Extracted records

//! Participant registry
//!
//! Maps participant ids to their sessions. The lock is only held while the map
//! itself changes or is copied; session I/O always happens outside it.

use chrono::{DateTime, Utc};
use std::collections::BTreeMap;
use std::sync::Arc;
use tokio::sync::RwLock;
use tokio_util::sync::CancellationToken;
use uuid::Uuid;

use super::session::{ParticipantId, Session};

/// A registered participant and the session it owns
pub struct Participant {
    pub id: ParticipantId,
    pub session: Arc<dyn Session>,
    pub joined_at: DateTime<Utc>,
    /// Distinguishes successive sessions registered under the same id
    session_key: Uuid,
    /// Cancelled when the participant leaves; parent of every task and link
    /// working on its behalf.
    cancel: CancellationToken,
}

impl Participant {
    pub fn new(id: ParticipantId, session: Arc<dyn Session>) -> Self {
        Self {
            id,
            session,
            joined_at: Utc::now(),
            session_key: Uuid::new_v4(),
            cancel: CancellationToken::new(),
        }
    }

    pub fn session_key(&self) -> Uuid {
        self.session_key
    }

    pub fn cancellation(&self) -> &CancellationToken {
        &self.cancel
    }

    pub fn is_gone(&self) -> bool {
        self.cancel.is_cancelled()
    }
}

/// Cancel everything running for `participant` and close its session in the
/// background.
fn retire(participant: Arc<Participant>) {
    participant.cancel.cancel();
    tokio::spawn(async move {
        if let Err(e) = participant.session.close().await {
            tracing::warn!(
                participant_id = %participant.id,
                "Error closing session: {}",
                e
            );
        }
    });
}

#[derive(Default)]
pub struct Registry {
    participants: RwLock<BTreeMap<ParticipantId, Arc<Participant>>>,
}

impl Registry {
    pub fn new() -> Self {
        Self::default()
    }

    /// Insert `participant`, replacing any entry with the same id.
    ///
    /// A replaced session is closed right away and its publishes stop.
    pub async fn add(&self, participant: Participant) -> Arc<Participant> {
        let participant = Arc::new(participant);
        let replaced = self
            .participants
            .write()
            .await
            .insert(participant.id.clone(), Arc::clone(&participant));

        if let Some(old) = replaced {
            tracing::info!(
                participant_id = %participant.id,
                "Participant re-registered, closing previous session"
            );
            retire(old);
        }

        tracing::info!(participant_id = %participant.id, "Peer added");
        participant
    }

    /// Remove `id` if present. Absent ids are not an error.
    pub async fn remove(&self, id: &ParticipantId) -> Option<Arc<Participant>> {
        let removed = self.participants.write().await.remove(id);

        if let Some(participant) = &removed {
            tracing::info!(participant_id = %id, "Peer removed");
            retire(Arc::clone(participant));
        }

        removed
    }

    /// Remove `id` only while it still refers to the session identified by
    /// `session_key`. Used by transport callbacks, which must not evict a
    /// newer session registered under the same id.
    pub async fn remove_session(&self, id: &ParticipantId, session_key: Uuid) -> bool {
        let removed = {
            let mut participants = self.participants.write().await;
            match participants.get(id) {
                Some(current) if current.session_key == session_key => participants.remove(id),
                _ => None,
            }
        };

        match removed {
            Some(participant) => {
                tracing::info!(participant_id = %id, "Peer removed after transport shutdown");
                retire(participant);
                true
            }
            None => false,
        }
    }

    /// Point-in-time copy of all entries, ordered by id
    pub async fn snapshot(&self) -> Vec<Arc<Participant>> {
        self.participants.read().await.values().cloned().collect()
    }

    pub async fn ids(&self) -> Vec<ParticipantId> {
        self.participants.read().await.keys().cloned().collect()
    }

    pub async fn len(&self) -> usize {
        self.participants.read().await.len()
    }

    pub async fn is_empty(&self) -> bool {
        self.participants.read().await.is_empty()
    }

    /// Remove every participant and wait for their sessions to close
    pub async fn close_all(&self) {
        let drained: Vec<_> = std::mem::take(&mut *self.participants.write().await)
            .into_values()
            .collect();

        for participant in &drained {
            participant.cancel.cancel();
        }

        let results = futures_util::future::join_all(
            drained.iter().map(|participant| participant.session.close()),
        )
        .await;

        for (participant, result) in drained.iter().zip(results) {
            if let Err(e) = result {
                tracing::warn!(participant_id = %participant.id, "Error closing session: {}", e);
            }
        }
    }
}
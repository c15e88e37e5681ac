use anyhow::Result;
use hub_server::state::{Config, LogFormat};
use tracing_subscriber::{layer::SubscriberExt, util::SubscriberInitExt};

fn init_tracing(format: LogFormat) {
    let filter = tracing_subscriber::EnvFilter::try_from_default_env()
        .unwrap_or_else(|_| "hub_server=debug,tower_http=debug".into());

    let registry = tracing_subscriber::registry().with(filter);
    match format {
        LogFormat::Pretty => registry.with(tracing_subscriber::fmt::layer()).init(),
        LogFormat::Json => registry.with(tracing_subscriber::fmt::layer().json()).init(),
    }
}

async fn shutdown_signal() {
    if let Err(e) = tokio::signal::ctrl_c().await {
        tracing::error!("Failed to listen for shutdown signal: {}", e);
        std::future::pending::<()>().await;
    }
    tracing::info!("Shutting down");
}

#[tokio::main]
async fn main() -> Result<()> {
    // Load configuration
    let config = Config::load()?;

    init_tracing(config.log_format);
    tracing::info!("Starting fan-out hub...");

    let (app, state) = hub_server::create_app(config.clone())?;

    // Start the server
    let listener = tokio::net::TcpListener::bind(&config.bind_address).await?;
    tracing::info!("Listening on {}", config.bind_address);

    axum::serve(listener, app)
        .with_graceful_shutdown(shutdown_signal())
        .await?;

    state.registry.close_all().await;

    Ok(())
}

> **Task item**: The entries above are to be restated word for word.

> **Response for this exercise**:
//! Participant registry
//!
//! Maps participant ids to their sessions. The lock is only held while the map
//! itself changes or is copied; session I/O always happens outside it.

use chrono::{DateTime, Utc};
use std::collections::BTreeMap;
use std::sync::Arc;
use tokio::sync::RwLock;
use tokio_util::sync::CancellationToken;
use uuid::Uuid;

use super::session::{ParticipantId, Session};

/// A registered participant and the session it owns
pub struct Participant {
    pub id: ParticipantId,
    pub session: Arc<dyn Session>,
    pub joined_at: DateTime<Utc>,
    /// Distinguishes successive sessions registered under the same id
    session_key: Uuid,
    /// Cancelled when the participant leaves; parent of every task and link
    /// working on its behalf.
    cancel: CancellationToken,
}

impl Participant {
    pub fn new(id: ParticipantId, session: Arc<dyn Session>) -> Self {
        Self {
            id,
            session,
            joined_at: Utc::now(),
            session_key: Uuid::new_v4(),
            cancel: CancellationToken::new(),
        }
    }

    pub fn session_key(&self) -> Uuid {
        self.session_key
    }

    pub fn cancellation(&self) -> &CancellationToken {
        &self.cancel
    }

    pub fn is_gone(&self) -> bool {
        self.cancel.is_cancelled()
    }
}

/// Cancel everything running for `participant` and close its session in the
/// background.
fn retire(participant: Arc<Participant>) {
    participant.cancel.cancel();
    tokio::spawn(async move {
        if let Err(e) = participant.session.close().await {
            tracing::warn!(
                participant_id = %participant.id,
                "Error closing session: {}",
                e
            );
        }
    });
}

#[derive(Default)]
pub struct Registry {
    participants: RwLock<BTreeMap<ParticipantId, Arc<Participant>>>,
}

impl Registry {
    pub fn new() -> Self {
        Self::default()
    }

    /// Insert `participant`, replacing any entry with the same id.
    ///
    /// A replaced session is closed right away and its publishes stop.
    pub async fn add(&self, participant: Participant) -> Arc<Participant> {
        let participant = Arc::new(participant);
        let replaced = self
            .participants
            .write()
            .await
            .insert(participant.id.clone(), Arc::clone(&participant));

        if let Some(old) = replaced {
            tracing::info!(
                participant_id = %participant.id,
                "Participant re-registered, closing previous session"
            );
            retire(old);
        }

        tracing::info!(participant_id = %participant.id, "Peer added");
        participant
    }

    /// Remove `id` if present. Absent ids are not an error.
    pub async fn remove(&self, id: &ParticipantId) -> Option<Arc<Participant>> {
        let removed = self.participants.write().await.remove(id);

        if let Some(participant) = &removed {
            tracing::info!(participant_id = %id, "Peer removed");
            retire(Arc::clone(participant));
        }

        removed
    }

    /// Remove `id` only while it still refers to the session identified by
    /// `session_key`. Used by transport callbacks, which must not evict a
    /// newer session registered under the same id.
    pub async fn remove_session(&self, id: &ParticipantId, session_key: Uuid) -> bool {
        let removed = {
            let mut participants = self.participants.write().await;
            match participants.get(id) {
                Some(current) if current.session_key == session_key => participants.remove(id),
                _ => None,
            }
        };

        match removed {
            Some(participant) => {
                tracing::info!(participant_id = %id, "Peer removed after transport shutdown");
                retire(participant);
                true
            }
            None => false,
        }
    }

    /// Point-in-time copy of all entries, ordered by id
    pub async fn snapshot(&self) -> Vec<Arc<Participant>> {
        self.participants.read().await.values().cloned().collect()
    }

    pub async fn ids(&self) -> Vec<ParticipantId> {
        self.participants.read().await.keys().cloned().collect()
    }

    pub async fn len(&self) -> usize {
        self.participants.read().await.len()
    }

    pub async fn is_empty(&self) -> bool {
        self.participants.read().await.is_empty()
    }

    /// Remove every participant and wait for their sessions to close
    pub async fn close_all(&self) {
        let drained: Vec<_> = std::mem::take(&mut *self.participants.write().await)
            .into_values()
            .collect();

        for participant in &drained {
            participant.cancel.cancel();
        }

        let results = futures_util::future::join_all(
            drained.iter().map(|participant| participant.session.close()),
        )
        .await;

        for (participant, result) in drained.iter().zip(results) {
            if let Err(e) = result {
                tracing::warn!(participant_id = %participant.id, "Error closing session: {}", e);
            }
        }
    }
}
repository c15e88e37e5681ac
use anyhow::Result;
use hub_server::state::{Config, LogFormat};
use tracing_subscriber::{layer::SubscriberExt, util::SubscriberInitExt};

fn init_tracing(format: LogFormat) {
    let filter = tracing_subscriber::EnvFilter::try_from_default_env()
        .unwrap_or_else(|_| "hub_server=debug,tower_http=debug".into());

    let registry = tracing_subscriber::registry().with(filter);
    match format {
        LogFormat::Pretty => registry.with(tracing_subscriber::fmt::layer()).init(),
        LogFormat::Json => registry.with(tracing_subscriber::fmt::layer().json()).init(),
    }
}

async fn shutdown_signal() {
    if let Err(e) = tokio::signal::ctrl_c().await {
        tracing::error!("Failed to listen for shutdown signal: {}", e);
        std::future::pending::<()>().await;
    }
    tracing::info!("Shutting down");
}

#[tokio::main]
async fn main() -> Result<()> {
    // Load configuration
    let config = Config::load()?;

    init_tracing(config.log_format);
    tracing::info!("Starting fan-out hub...");

    let (app, state) = hub_server::create_app(config.clone())?;

    // Start the server
    let listener = tokio::net::TcpListener::bind(&config.bind_address).await?;
    tracing::info!("Listening on {}", config.bind_address);

    axum::serve(listener, app)
        .with_graceful_shutdown(shutdown_signal())
        .await?;

    state.registry.close_all().await;

    Ok(())
}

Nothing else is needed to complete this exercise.